Started when I was two hours late for my flight to Gonder. My guide had misread my itinerary, and he showed up at the hotel an hour after take-off so I could get to the plane two hours early. No problem though, because the flight hadn’t left yet.
He got me to the airport, and I joined the sleepy throngs who’d arrived at 5 am for a 7 am flight. I got there at 9 am and was feeling pretty good about the extra sleep and the Ethiopian breakfast I’d had. I felt pretty good til about 1 pm, when I started to winge and try to talk my way onto any other flight going more or less the same direction. The delay was classic – one of the engines had gone out as the flight was leaving this morning, and by the time they’d unloaded everybody and fixed the engine, the continuing rain in Addis had spread north, and fog was preventing landing up there. Anyway, the fog cleared in Bahir Dar, just south of Gonder, so I talked my way onto a plane headed there, bringing along a young, lost-looking, German logistics volunteer for medicines sans frontier.
It was a kinda bumpy ride, and the new-flyer, young Ethiopian woman in a robin’s egg blue scarf beside me kept things snappy with gasps, screams and sudden arm clutching. It was kind of like going to a scary movie with David. I won’t mention what the woman sitting beside the volunteer did, but she wasn’t an experienced flyer either.

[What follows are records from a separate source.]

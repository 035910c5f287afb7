use std::collections::BTreeMap;

use rocket::{serde::json::Json, Route, State};

use crate::model::provinces::ProvinceNameMap;

pub fn routes() -> Vec<Route> {
    routes![get_provinces]
}

/// The full geometry-label → canonical-name mapping, so clients do not need
/// to bundle their own copy of the table.
#[get("/provinces")]
fn get_provinces(provinces: &State<ProvinceNameMap>) -> Json<BTreeMap<&str, &str>> {
    Json(provinces.as_sorted_map())
}
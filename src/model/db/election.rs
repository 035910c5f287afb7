use serde::{Deserialize, Serialize};

/// Per-province election results, as stored in the database. Seeded
/// out-of-band; read-only through the API. `province` is the unique key.
#[derive(Debug, Clone, PartialEq, Serialize, Deserialize)]
#[serde(rename_all = "camelCase")]
pub struct Election {
    pub province: String,
    #[serde(default)]
    pub election_date: String,
    #[serde(default)]
    pub candidates: Vec<Candidate>,
    #[serde(default)]
    pub total_votes: u64,
    /// Turnout as a percentage of registered voters.
    #[serde(default)]
    pub turnout: f64,
    #[serde(default)]
    pub valid_votes: u64,
    #[serde(default)]
    pub invalid_votes: u64,
    #[serde(default)]
    pub no_vote_preference: u64,
    #[serde(default)]
    pub total_registered: u64,
    /// "completed" or "upcoming"; drives the dashboard's progress panel.
    #[serde(default, skip_serializing_if = "Option::is_none")]
    pub status: Option<String>,
}

#[derive(Debug, Clone, PartialEq, Serialize, Deserialize)]
#[serde(rename_all = "camelCase")]
pub struct Candidate {
    pub name: String,
    #[serde(default)]
    pub party: String,
    #[serde(default)]
    pub votes: u64,
    #[serde(default)]
    pub percentage: f64,
    #[serde(default, skip_serializing_if = "Option::is_none")]
    pub image_url: Option<String>,
}

#[cfg(test)]
mod tests {
    use mongodb::bson::doc;
    use rocket::serde::json::serde_json;

    use super::*;

    impl Election {
        pub fn example() -> Self {
            Self {
                province: "เชียงใหม่".to_string(),
                election_date: "4 ก.พ. 2567".to_string(),
                candidates: vec![
                    Candidate {
                        name: "ผู้สมัคร ก".to_string(),
                        party: "พรรคหนึ่ง".to_string(),
                        votes: 421_605,
                        percentage: 62.3,
                        image_url: None,
                    },
                    Candidate {
                        name: "ผู้สมัคร ข".to_string(),
                        party: "พรรคสอง".to_string(),
                        votes: 255_188,
                        percentage: 37.7,
                        image_url: Some("https://example.com/b.jpg".to_string()),
                    },
                ],
                total_votes: 676_793,
                turnout: 68.2,
                valid_votes: 650_010,
                invalid_votes: 18_411,
                no_vote_preference: 8_372,
                total_registered: 992_365,
                status: Some("completed".to_string()),
            }
        }
    }

    #[test]
    fn wire_format_is_camel_case() {
        let value = serde_json::to_value(Election::example()).unwrap();
        assert!(value.get("electionDate").is_some());
        assert!(value.get("totalVotes").is_some());
        assert!(value.get("noVotePreference").is_some());
        assert!(value.get("totalRegistered").is_some());
        assert!(value["candidates"][1].get("imageUrl").is_some());
        // Absent optionals are omitted, not null.
        assert!(value["candidates"][0].get("imageUrl").is_none());
    }

    #[test]
    fn tolerates_sparse_documents() {
        // Seeded documents may omit any of the numeric summary fields.
        let election: Election = mongodb::bson::from_document(doc! {
            "province": "ภูเก็ต",
        })
        .unwrap();
        assert_eq!(election.province, "ภูเก็ต");
        assert_eq!(election.total_votes, 0);
        assert!(election.candidates.is_empty());
        assert_eq!(election.status, None);
    }
}
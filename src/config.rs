use mongodb::Client as MongoClient;
use rocket::{
    fairing::{Fairing, Info, Kind},
    Build, Rocket,
};
use serde::Deserialize;

use crate::model::mongodb::ensure_indexes_exist;
use crate::upstream::{ArticleClient, BudgetClient};

/// Application configuration, derived from `Rocket.toml` and `ROCKET_*`
/// environment variables. This struct becomes managed state and can be
/// inspected by any endpoint.
#[derive(Deserialize)]
pub struct Config {
    // non-secrets
    budget_api_url: String,
    content_api_url: String,
    content_db_id: String,
    // secrets
    content_api_token: String,
}

impl Config {
    /// Base URL for per-province budget documents; the province name and a
    /// `.json` suffix are appended per request.
    pub fn budget_api_url(&self) -> &str {
        &self.budget_api_url
    }

    /// Base URL of the content database API.
    pub fn content_api_url(&self) -> &str {
        &self.content_api_url
    }

    /// ID of the article database within the content API.
    pub fn content_db_id(&self) -> &str {
        &self.content_db_id
    }

    /// Bearer token for the content database.
    pub fn content_api_token(&self) -> &str {
        &self.content_api_token
    }
}

/// A fairing that loads the application config and puts it in managed state.
pub struct ConfigFairing;

#[rocket::async_trait]
impl Fairing for ConfigFairing {
    fn info(&self) -> Info {
        Info {
            name: "Config",
            kind: Kind::Ignite,
        }
    }

    async fn on_ignite(&self, mut rocket: Rocket<Build>) -> rocket::fairing::Result {
        // Load the config.
        let config = match rocket.figment().extract::<Config>() {
            Ok(config) => config,
            Err(e) => {
                error!("Failed to load application config");
                rocket::config::pretty_print_error(e);
                return Err(rocket);
            }
        };

        // Manage the state.
        rocket = rocket.manage(config);
        Ok(rocket)
    }
}

/// Configuration for the database.
#[derive(Deserialize)]
struct DbConfig {
    // secrets
    db_uri: String,
}

/// A fairing that loads the MongoDB config, connects to the database,
/// performs any setup necessary, and places both a `Client` and a `Database`
/// into managed state.
pub struct DatabaseFairing;

#[rocket::async_trait]
impl Fairing for DatabaseFairing {
    fn info(&self) -> Info {
        Info {
            name: "MongoDB",
            kind: Kind::Ignite,
        }
    }

    async fn on_ignite(&self, mut rocket: Rocket<Build>) -> rocket::fairing::Result {
        // Load the config.
        let config = match rocket.figment().extract::<DbConfig>() {
            Ok(config) => config,
            Err(e) => {
                error!("Failed to load database config");
                rocket::config::pretty_print_error(e);
                return Err(rocket);
            }
        };
        info!("Loaded database config, connecting...");
        // Construct the connection.
        let client = match MongoClient::with_uri_str(config.db_uri).await {
            Ok(client) => client,
            Err(e) => {
                error!("Failed to connect to database: {e}");
                return Err(rocket);
            }
        };
        let db = client.database(DATABASE_NAME);

        // Ensure the required indexes exist.
        if let Err(e) = ensure_indexes_exist(&db).await {
            error!("Failed to connect to database: {e}");
            return Err(rocket);
        }
        info!("...database connection online!");

        // Manage the state.
        rocket = rocket.manage(client).manage(db);
        Ok(rocket)
    }
}

const DATABASE_NAME: &str = "local_election_monitor";

/// A fairing that builds the shared outbound HTTP client and wraps it into
/// the budget and article upstream clients. Must be attached after
/// [`ConfigFairing`], whose state it reads.
pub struct UpstreamFairing;

#[rocket::async_trait]
impl Fairing for UpstreamFairing {
    fn info(&self) -> Info {
        Info {
            name: "Upstream clients",
            kind: Kind::Ignite,
        }
    }

    async fn on_ignite(&self, mut rocket: Rocket<Build>) -> rocket::fairing::Result {
        let config = match rocket.state::<Config>() {
            Some(config) => config,
            None => {
                error!("Application config must be loaded before the upstream clients");
                return Err(rocket);
            }
        };

        let http = reqwest::Client::new();
        let budgets = BudgetClient::new(http.clone(), config.budget_api_url().to_string());
        let articles = ArticleClient::new(
            http,
            config.content_api_url().to_string(),
            config.content_db_id().to_string(),
            config.content_api_token().to_string(),
        );
        info!("Upstream clients ready");

        rocket = rocket.manage(budgets).manage(articles);
        Ok(rocket)
    }
}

When we landed at Bahir Dar, Ethiopian Airways announced that we could go no further, so I wasn’t going to see Gonder today.

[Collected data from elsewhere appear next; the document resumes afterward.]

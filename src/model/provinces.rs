//! The loaded-once mapping between the geometry layer's English province
//! labels and the canonical Thai names used as the join key by every data
//! source. Lookup is exact-match and case-sensitive in both directions; an
//! unrecognised name is `None` and callers must skip dependent fetches
//! rather than fall back to a default province.

use std::collections::{BTreeMap, HashMap};

/// Bidirectional province name mapping, built once at startup and placed in
/// managed state. Never mutated afterwards.
pub struct ProvinceNameMap {
    to_canonical: HashMap<&'static str, &'static str>,
    to_label: HashMap<&'static str, &'static str>,
}

impl ProvinceNameMap {
    /// Build both lookup directions from the static table.
    pub fn load() -> Self {
        let mut to_canonical = HashMap::with_capacity(PROVINCES.len());
        let mut to_label = HashMap::with_capacity(PROVINCES.len());
        for (label, canonical) in PROVINCES {
            to_canonical.insert(*label, *canonical);
            to_label.insert(*canonical, *label);
        }
        Self {
            to_canonical,
            to_label,
        }
    }

    /// Canonical Thai name for a geometry-layer label.
    pub fn resolve(&self, label: &str) -> Option<&'static str> {
        self.to_canonical.get(label).copied()
    }

    /// Geometry-layer label for a canonical Thai name.
    pub fn label_for(&self, canonical: &str) -> Option<&'static str> {
        self.to_label.get(canonical).copied()
    }

    /// The full mapping, ordered by label for a stable response body.
    pub fn as_sorted_map(&self) -> BTreeMap<&'static str, &'static str> {
        self.to_canonical.iter().map(|(k, v)| (*k, *v)).collect()
    }

    pub fn len(&self) -> usize {
        self.to_canonical.len()
    }

    pub fn is_empty(&self) -> bool {
        self.to_canonical.is_empty()
    }
}

/// All 77 provinces, as (geometry label, canonical Thai name).
const PROVINCES: &[(&str, &str)] = &[
    ("Amnat Charoen", "อำนาจเจริญ"),
    ("Ang Thong", "อ่างทอง"),
    ("Bangkok", "กรุงเทพมหานคร"),
    ("Bueng Kan", "บึงกาฬ"),
    ("Buri Ram", "บุรีรัมย์"),
    ("Chachoengsao", "ฉะเชิงเทรา"),
    ("Chai Nat", "ชัยนาท"),
    ("Chaiyaphum", "ชัยภูมิ"),
    ("Chanthaburi", "จันทบุรี"),
    ("Chiang Mai", "เชียงใหม่"),
    ("Chiang Rai", "เชียงราย"),
    ("Chon Buri", "ชลบุรี"),
    ("Chumphon", "ชุมพร"),
    ("Kalasin", "กาฬสินธุ์"),
    ("Kamphaeng Phet", "กำแพงเพชร"),
    ("Kanchanaburi", "กาญจนบุรี"),
    ("Khon Kaen", "ขอนแก่น"),
    ("Krabi", "กระบี่"),
    ("Lampang", "ลำปาง"),
    ("Lamphun", "ลำพูน"),
    ("Loei", "เลย"),
    ("Lop Buri", "ลพบุรี"),
    ("Mae Hong Son", "แม่ฮ่องสอน"),
    ("Maha Sarakham", "มหาสารคาม"),
    ("Mukdahan", "มุกดาหาร"),
    ("Nakhon Nayok", "นครนายก"),
    ("Nakhon Pathom", "นครปฐม"),
    ("Nakhon Phanom", "นครพนม"),
    ("Nakhon Ratchasima", "นครราชสีมา"),
    ("Nakhon Sawan", "นครสวรรค์"),
    ("Nakhon Si Thammarat", "นครศรีธรรมราช"),
    ("Nan", "น่าน"),
    ("Narathiwat", "นราธิวาส"),
    ("Nong Bua Lam Phu", "หนองบัวลำภู"),
    ("Nong Khai", "หนองคาย"),
    ("Nonthaburi", "นนทบุรี"),
    ("Pathum Thani", "ปทุมธานี"),
    ("Pattani", "ปัตตานี"),
    ("Phangnga", "พังงา"),
    ("Phatthalung", "พัทลุง"),
    ("Phayao", "พะเยา"),
    ("Phetchabun", "เพชรบูรณ์"),
    ("Phetchaburi", "เพชรบุรี"),
    ("Phichit", "พิจิตร"),
    ("Phitsanulok", "พิษณุโลก"),
    ("Phra Nakhon Si Ayutthaya", "พระนครศรีอยุธยา"),
    ("Phrae", "แพร่"),
    ("Phuket", "ภูเก็ต"),
    ("Prachin Buri", "ปราจีนบุรี"),
    ("Prachuap Khiri Khan", "ประจวบคีรีขันธ์"),
    ("Ranong", "ระนอง"),
    ("Ratchaburi", "ราชบุรี"),
    ("Rayong", "ระยอง"),
    ("Roi Et", "ร้อยเอ็ด"),
    ("Sa Kaeo", "สระแก้ว"),
    ("Sakon Nakhon", "สกลนคร"),
    ("Samut Prakan", "สมุทรปราการ"),
    ("Samut Sakhon", "สมุทรสาคร"),
    ("Samut Songkhram", "สมุทรสงคราม"),
    ("Saraburi", "สระบุรี"),
    ("Satun", "สตูล"),
    ("Si Sa Ket", "ศรีสะเกษ"),
    ("Sing Buri", "สิงห์บุรี"),
    ("Songkhla", "สงขลา"),
    ("Sukhothai", "สุโขทัย"),
    ("Suphan Buri", "สุพรรณบุรี"),
    ("Surat Thani", "สุราษฎร์ธานี"),
    ("Surin", "สุรินทร์"),
    ("Tak", "ตาก"),
    ("Trang", "ตรัง"),
    ("Trat", "ตราด"),
    ("Ubon Ratchathani", "อุบลราชธานี"),
    ("Udon Thani", "อุดรธานี"),
    ("Uthai Thani", "อุทัยธานี"),
    ("Uttaradit", "อุตรดิตถ์"),
    ("Yala", "ยะลา"),
    ("Yasothon", "ยโสธร"),
];

#[cfg(test)]
mod tests {
    use super::*;

    #[test]
    fn resolves_known_labels() {
        let map = ProvinceNameMap::load();
        assert_eq!(map.resolve("Chiang Mai"), Some("เชียงใหม่"));
        assert_eq!(map.resolve("Phuket"), Some("ภูเก็ต"));
        assert_eq!(map.resolve("Bangkok"), Some("กรุงเทพมหานคร"));
    }

    #[test]
    fn lookup_is_case_sensitive() {
        let map = ProvinceNameMap::load();
        assert_eq!(map.resolve("chiang mai"), None);
        assert_eq!(map.resolve("CHIANG MAI"), None);
    }

    #[test]
    fn unknown_labels_are_absent() {
        let map = ProvinceNameMap::load();
        assert_eq!(map.resolve("Atlantis"), None);
        assert_eq!(map.label_for("nowhere"), None);
        assert_eq!(map.resolve(""), None);
    }

    #[test]
    fn reverse_lookup_round_trips() {
        let map = ProvinceNameMap::load();
        for (label, canonical) in PROVINCES {
            assert_eq!(map.resolve(label), Some(*canonical));
            assert_eq!(map.label_for(canonical), Some(*label));
        }
    }

    #[test]
    fn table_has_no_duplicates() {
        // Both maps would silently shrink if the table repeated a name.
        let map = ProvinceNameMap::load();
        assert_eq!(map.len(), PROVINCES.len());
        assert_eq!(map.as_sorted_map().len(), PROVINCES.len());
        assert_eq!(
            PROVINCES.len(),
            map.to_label.len(),
            "duplicate canonical name in table"
        );
    }
}
use rocket::{
    serde::json::{Json, Value},
    Route, State,
};

use crate::error::{Error, Result};
use crate::logging::RequestId;
use crate::upstream::BudgetClient;

pub fn routes() -> Vec<Route> {
    routes![get_budget]
}

/// Relay the upstream budget document for a province, unmodified. Any
/// upstream failure is a 500; it is never masked as an empty success.
#[get("/budget/<province>")]
async fn get_budget(
    province: &str,
    budgets: &State<BudgetClient>,
    id: &RequestId,
) -> Result<Json<Value>> {
    let document = budgets.fetch(province).await.map_err(|err| {
        error!("req{id} budget fetch for '{province}' failed: {err}");
        Error::upstream("Failed to fetch budget data")
    })?;
    Ok(Json(document))
}
//! Edge graph operations on top of the node store.
//!
//! Every node carries one slot per lattice direction, so "the next edge
//! counter-clockwise around a node" is a slot lookup rather than an angular
//! sort. Edges are directed; an edge `a → b` along `d` occupies slot `d` of
//! `a` and slot `d + 3` of `b`.

use crate::error::SolveError;
use crate::quadrant::quadrant_delta;
use crate::C64;

use super::store::Mesh;
use super::types::{Direction, Edge, EdgeId, NodeId, Side, Triangle, TriangleId};

impl Mesh<'_> {
    fn delta(&self, a: NodeId, b: NodeId) -> i8 {
        quadrant_delta(self.nodes[a.0].quadrant, self.nodes[b.0].quadrant)
    }

    /// Edge `a → b` along `dir`, reusing whatever already occupies `a`'s slot.
    ///
    /// The caller guarantees that `b` sits one step from `a` along `dir`.
    pub fn connect(&mut self, a: NodeId, b: NodeId, dir: Direction) -> Result<EdgeId, SolveError> {
        if let Some(existing) = self.nodes[a.0].slot(dir) {
            return Ok(existing);
        }
        let id = EdgeId(self.edges.len());
        let dq = self.delta(a, b);
        self.edges.push(Edge {
            nodes: [a, b],
            dir,
            dq,
            stamp: self.generation(),
            triangles: [None; 2],
        });
        self.nodes[a.0].edges[dir.index()] = Some(id);
        let back = dir.opposite().index();
        debug_assert!(self.nodes[b.0].edges[back].is_none(), "slot clash at {:?}", self.nodes[b.0].loc);
        self.nodes[b.0].edges[back] = Some(id);
        self.check_edge_limit()?;
        Ok(id)
    }

    /// Bisect `e` in place: `e` keeps `node0` and ends at the new midpoint,
    /// a fresh edge covers the second half. Both halves carry the current stamp.
    pub fn split(&mut self, e: EdgeId) -> Result<NodeId, SolveError> {
        let Edge { nodes: [a, b], dir, .. } = self.edges[e.0];
        let mid_loc = (self.nodes[a.0].loc + self.nodes[b.0].loc) * 0.5;
        let mid = self.insert(mid_loc);
        let back = dir.opposite().index();
        self.nodes[b.0].edges[back] = None;
        let dq = self.delta(a, mid);
        let generation = self.generation();
        let edge = &mut self.edges[e.0];
        edge.nodes[1] = mid;
        edge.dq = dq;
        edge.stamp = generation;
        debug_assert!(self.nodes[mid.0].edges[back].is_none());
        self.nodes[mid.0].edges[back] = Some(e);
        self.connect(mid, b, dir)?;
        Ok(mid)
    }

    /// Next edge counter-clockwise from `e` around `node` (one sixth-turn).
    pub fn next_counterclockwise(&self, e: EdgeId, node: NodeId) -> Option<EdgeId> {
        let dir = self.edges[e.0].dir_from(node)?;
        self.nodes[node.0].slot(dir.rotate(1))
    }

    /// Next edge clockwise from `e` around `node` (one sixth-turn).
    pub fn next_clockwise(&self, e: EdgeId, node: NodeId) -> Option<EdgeId> {
        let dir = self.edges[e.0].dir_from(node)?;
        self.nodes[node.0].slot(dir.rotate(-1))
    }

    /// Move candidate edges to the front, preserving relative order, and
    /// return how many there are.
    pub fn partition_candidates(&mut self) -> usize {
        let (mut order, rest): (Vec<usize>, Vec<usize>) =
            (0..self.edges.len()).partition(|&i| self.edges[i].is_candidate());
        let k = order.len();
        order.extend(rest);
        self.permute_edges(&order);
        k
    }

    /// Keep only edges matching `keep`, then drop nodes left without edges.
    pub fn retain_edges(&mut self, mut keep: impl FnMut(&Edge) -> bool) {
        let order: Vec<usize> = (0..self.edges.len())
            .filter(|&i| keep(&self.edges[i]))
            .collect();
        self.permute_edges(&order);
        self.drop_isolated_nodes();
    }

    /// Add the two equilateral triangles flanking `e` (edge length `step`).
    pub fn complete_quad(&mut self, e: EdgeId, step: f64) -> Result<(), SolveError> {
        let Edge { nodes: [a, b], dir, .. } = self.edges[e.0];
        let origin = self.nodes[a.0].loc;
        for turn in [1, -1] {
            let apex = self.insert(origin + dir.rotate(turn).unit() * step);
            self.connect(a, apex, dir.rotate(turn))?;
            self.connect(b, apex, dir.rotate(2 * turn))?;
        }
        Ok(())
    }

    /// Whether both triangles flanking `e` already have all their edges.
    pub fn has_complete_quad(&self, e: EdgeId) -> bool {
        let Edge { nodes: [a, b], dir, .. } = self.edges[e.0];
        let (na, nb) = (&self.nodes[a.0], &self.nodes[b.0]);
        na.slot(dir.rotate(1)).is_some()
            && nb.slot(dir.rotate(2)).is_some()
            && na.slot(dir.rotate(-1)).is_some()
            && nb.slot(dir.rotate(-2)).is_some()
    }

    /// Side of `e` that a counter-clockwise walk leaving `from` runs along.
    pub fn side_from(&self, e: EdgeId, from: NodeId) -> Side {
        if self.edges[e.0].nodes[0] == from {
            Side::Left
        } else {
            Side::Right
        }
    }

    /// Record a triangle and attach it to its three edges. Returns `None`
    /// (and changes nothing) if any of those sides is already taken.
    pub fn add_triangle(&mut self, sides: [(EdgeId, Side); 3]) -> Option<TriangleId> {
        if sides
            .iter()
            .any(|&(e, side)| self.edges[e.0].triangle(side).is_some())
        {
            return None;
        }
        let id = TriangleId(self.triangles.len());
        self.triangles.push(Triangle { sides });
        for (e, side) in sides {
            self.edges[e.0].triangles[side.index()] = Some(id);
        }
        Some(id)
    }

    /// Endpoint locations of `e`.
    pub fn endpoints(&self, e: EdgeId) -> (C64, C64) {
        let [a, b] = self.edges[e.0].nodes;
        (self.nodes[a.0].loc, self.nodes[b.0].loc)
    }
}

I wasn’t stranded, though, because someone from the travel agency had found out I was on that plane and called someone to meet me. We were going to try for a dash to the Blue Nile falls, so I got in his VW van along with a half-dozen airport workers, and we went through the back parts of town, dropping his buds off. (Don’t ask me where the German ended up…no idea. They might have taken the plane back to Addis.) Anyway, Bahir Dar was an Africa I hadn’t seen in 25 years – men sitting around listening to music and talking, women standing around talking, young girls pounding grain in those gigantic mortar and pestles. I should add, too, that it was continuing to rain on and off.

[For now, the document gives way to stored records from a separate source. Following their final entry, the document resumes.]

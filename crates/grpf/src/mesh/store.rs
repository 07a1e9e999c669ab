//! Mesh arenas and the quantized node store.
//!
//! Nodes are deduplicated by a quantized coordinate: two insertions that land
//! in the same cell of side `precision / 4` (measured from the anchor) return
//! the same node, whatever the call order. This is what lets independently
//! built pieces of the mesh merge without an explicit adjacency search.

use std::collections::HashMap;

use crate::cfg::QUANT_CELLS_PER_PRECISION;
use crate::error::SolveError;
use crate::quadrant::quadrant;
use crate::C64;

use super::types::{Edge, EdgeId, Node, NodeId, NodeKey, Triangle, TriangleId};

/// Quantization key of `loc` relative to `anchor` for the given precision.
#[inline]
pub fn quantize(loc: C64, anchor: C64, precision: f64) -> NodeKey {
    let scale = QUANT_CELLS_PER_PRECISION / precision;
    let d = loc - anchor;
    ((d.re * scale).round() as i64, (d.im * scale).round() as i64)
}

/// Working mesh for one solve: node store, edge graph, triangles.
pub struct Mesh<'f> {
    f: &'f dyn Fn(C64) -> C64,
    pub(super) nodes: Vec<Node>,
    pub(super) edges: Vec<Edge>,
    pub(super) triangles: Vec<Triangle>,
    index: HashMap<NodeKey, NodeId>,
    anchor: C64,
    precision: f64,
    edge_limit: usize,
    generation: u32,
    evaluations: usize,
}

impl<'f> Mesh<'f> {
    /// Empty mesh sampling `f`, quantizing relative to `anchor`.
    ///
    /// `edge_limit == 0` disables the live edge check.
    pub fn new(f: &'f dyn Fn(C64) -> C64, anchor: C64, precision: f64, edge_limit: usize) -> Self {
        Self {
            f,
            nodes: Vec::new(),
            edges: Vec::new(),
            triangles: Vec::new(),
            index: HashMap::new(),
            anchor,
            precision,
            edge_limit,
            generation: 0,
            evaluations: 0,
        }
    }

    #[inline]
    pub fn key(&self, loc: C64) -> NodeKey {
        quantize(loc, self.anchor, self.precision)
    }

    /// Node at `loc`'s cell, evaluating `f` and classifying it on first touch.
    pub fn insert(&mut self, loc: C64) -> NodeId {
        let key = self.key(loc);
        if let Some(&id) = self.index.get(&key) {
            return id;
        }
        let value = (self.f)(loc);
        self.evaluations += 1;
        let id = NodeId(self.nodes.len());
        self.nodes.push(Node {
            loc,
            value,
            quadrant: quadrant(value),
            edges: [None; 6],
        });
        self.index.insert(key, id);
        id
    }

    /// Existing node in `loc`'s cell, without sampling.
    #[inline]
    pub fn find(&self, loc: C64) -> Option<NodeId> {
        self.index.get(&self.key(loc)).copied()
    }

    #[inline]
    pub fn node(&self, id: NodeId) -> &Node {
        &self.nodes[id.0]
    }
    #[inline]
    pub fn edge(&self, id: EdgeId) -> &Edge {
        &self.edges[id.0]
    }
    #[inline]
    pub fn triangle(&self, id: TriangleId) -> &Triangle {
        &self.triangles[id.0]
    }
    #[inline]
    pub fn nodes(&self) -> &[Node] {
        &self.nodes
    }
    #[inline]
    pub fn edges(&self) -> &[Edge] {
        &self.edges
    }
    #[inline]
    pub fn triangles(&self) -> &[Triangle] {
        &self.triangles
    }
    pub fn edge_ids(&self) -> impl Iterator<Item = EdgeId> {
        (0..self.edges.len()).map(EdgeId)
    }
    #[inline]
    pub fn anchor(&self) -> C64 {
        self.anchor
    }
    #[inline]
    pub fn precision(&self) -> f64 {
        self.precision
    }
    #[inline]
    pub fn generation(&self) -> u32 {
        self.generation
    }
    /// Number of `f` evaluations so far.
    #[inline]
    pub fn evaluations(&self) -> usize {
        self.evaluations
    }

    /// Start a new refinement round; edges stamped earlier count as old.
    pub fn advance_generation(&mut self) -> u32 {
        self.generation += 1;
        self.generation
    }

    /// Fail once the live edge count passes the limit (if any).
    pub fn check_edge_limit(&self) -> Result<(), SolveError> {
        if self.edge_limit > 0 && self.edges.len() > self.edge_limit {
            return Err(SolveError::EdgeLimitExceeded {
                limit: self.edge_limit,
                live: self.edges.len(),
            });
        }
        Ok(())
    }

    /// Reorder (and possibly drop) edges: `order[new] = old`. Node slots follow.
    pub(super) fn permute_edges(&mut self, order: &[usize]) {
        let mut remap: Vec<Option<EdgeId>> = vec![None; self.edges.len()];
        for (new, &old) in order.iter().enumerate() {
            remap[old] = Some(EdgeId(new));
        }
        self.edges = order.iter().map(|&old| self.edges[old]).collect();
        for node in self.nodes.iter_mut() {
            for slot in node.edges.iter_mut() {
                *slot = slot.and_then(|e| remap[e.0]);
            }
        }
        // Triangles reference edges by index; they never survive a permutation.
        self.triangles.clear();
        for edge in self.edges.iter_mut() {
            edge.triangles = [None; 2];
        }
    }

    /// Drop nodes without edges and rebuild the quantized index.
    pub(super) fn drop_isolated_nodes(&mut self) {
        let mut remap: Vec<Option<NodeId>> = vec![None; self.nodes.len()];
        let mut kept = Vec::with_capacity(self.nodes.len());
        for (old, node) in self.nodes.iter().enumerate() {
            if node.degree() > 0 {
                remap[old] = Some(NodeId(kept.len()));
                kept.push(*node);
            }
        }
        self.nodes = kept;
        for edge in self.edges.iter_mut() {
            for n in edge.nodes.iter_mut() {
                // Endpoints of a live edge always have degree >= 1.
                if let Some(id) = remap[n.0] {
                    *n = id;
                }
            }
        }
        self.index = self
            .nodes
            .iter()
            .enumerate()
            .map(|(i, node)| (quantize(node.loc, self.anchor, self.precision), NodeId(i)))
            .collect();
    }
}

impl std::fmt::Debug for Mesh<'_> {
    fn fmt(&self, f: &mut std::fmt::Formatter<'_>) -> std::fmt::Result {
        f.debug_struct("Mesh")
            .field("nodes", &self.nodes.len())
            .field("edges", &self.edges.len())
            .field("triangles", &self.triangles.len())
            .field("precision", &self.precision)
            .field("generation", &self.generation)
            .finish()
    }
}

I was eventually transferred to a bigger bus and headed out of town to the falls with a group of five Ethiopian tourists who’d had the same idea I had in Addis and who, like me, had been stranded. This place was green like you couldn’t imagine – wet, fertile, rich. Guys plowing fields with oxen and wood plows reminded me of Mali 30 years ago. I saw some big, brilliant blue birds (rollers?) and a fish eagle in a tree. Then I saw dark clouds, and soon I saw a deluge. Since you have to walk about a mile to the falls, we decided to give up the Blue Nile for the day and head back to a hotel.
That’s Africa. Rain where you expect desert, delays, waiting and beauty.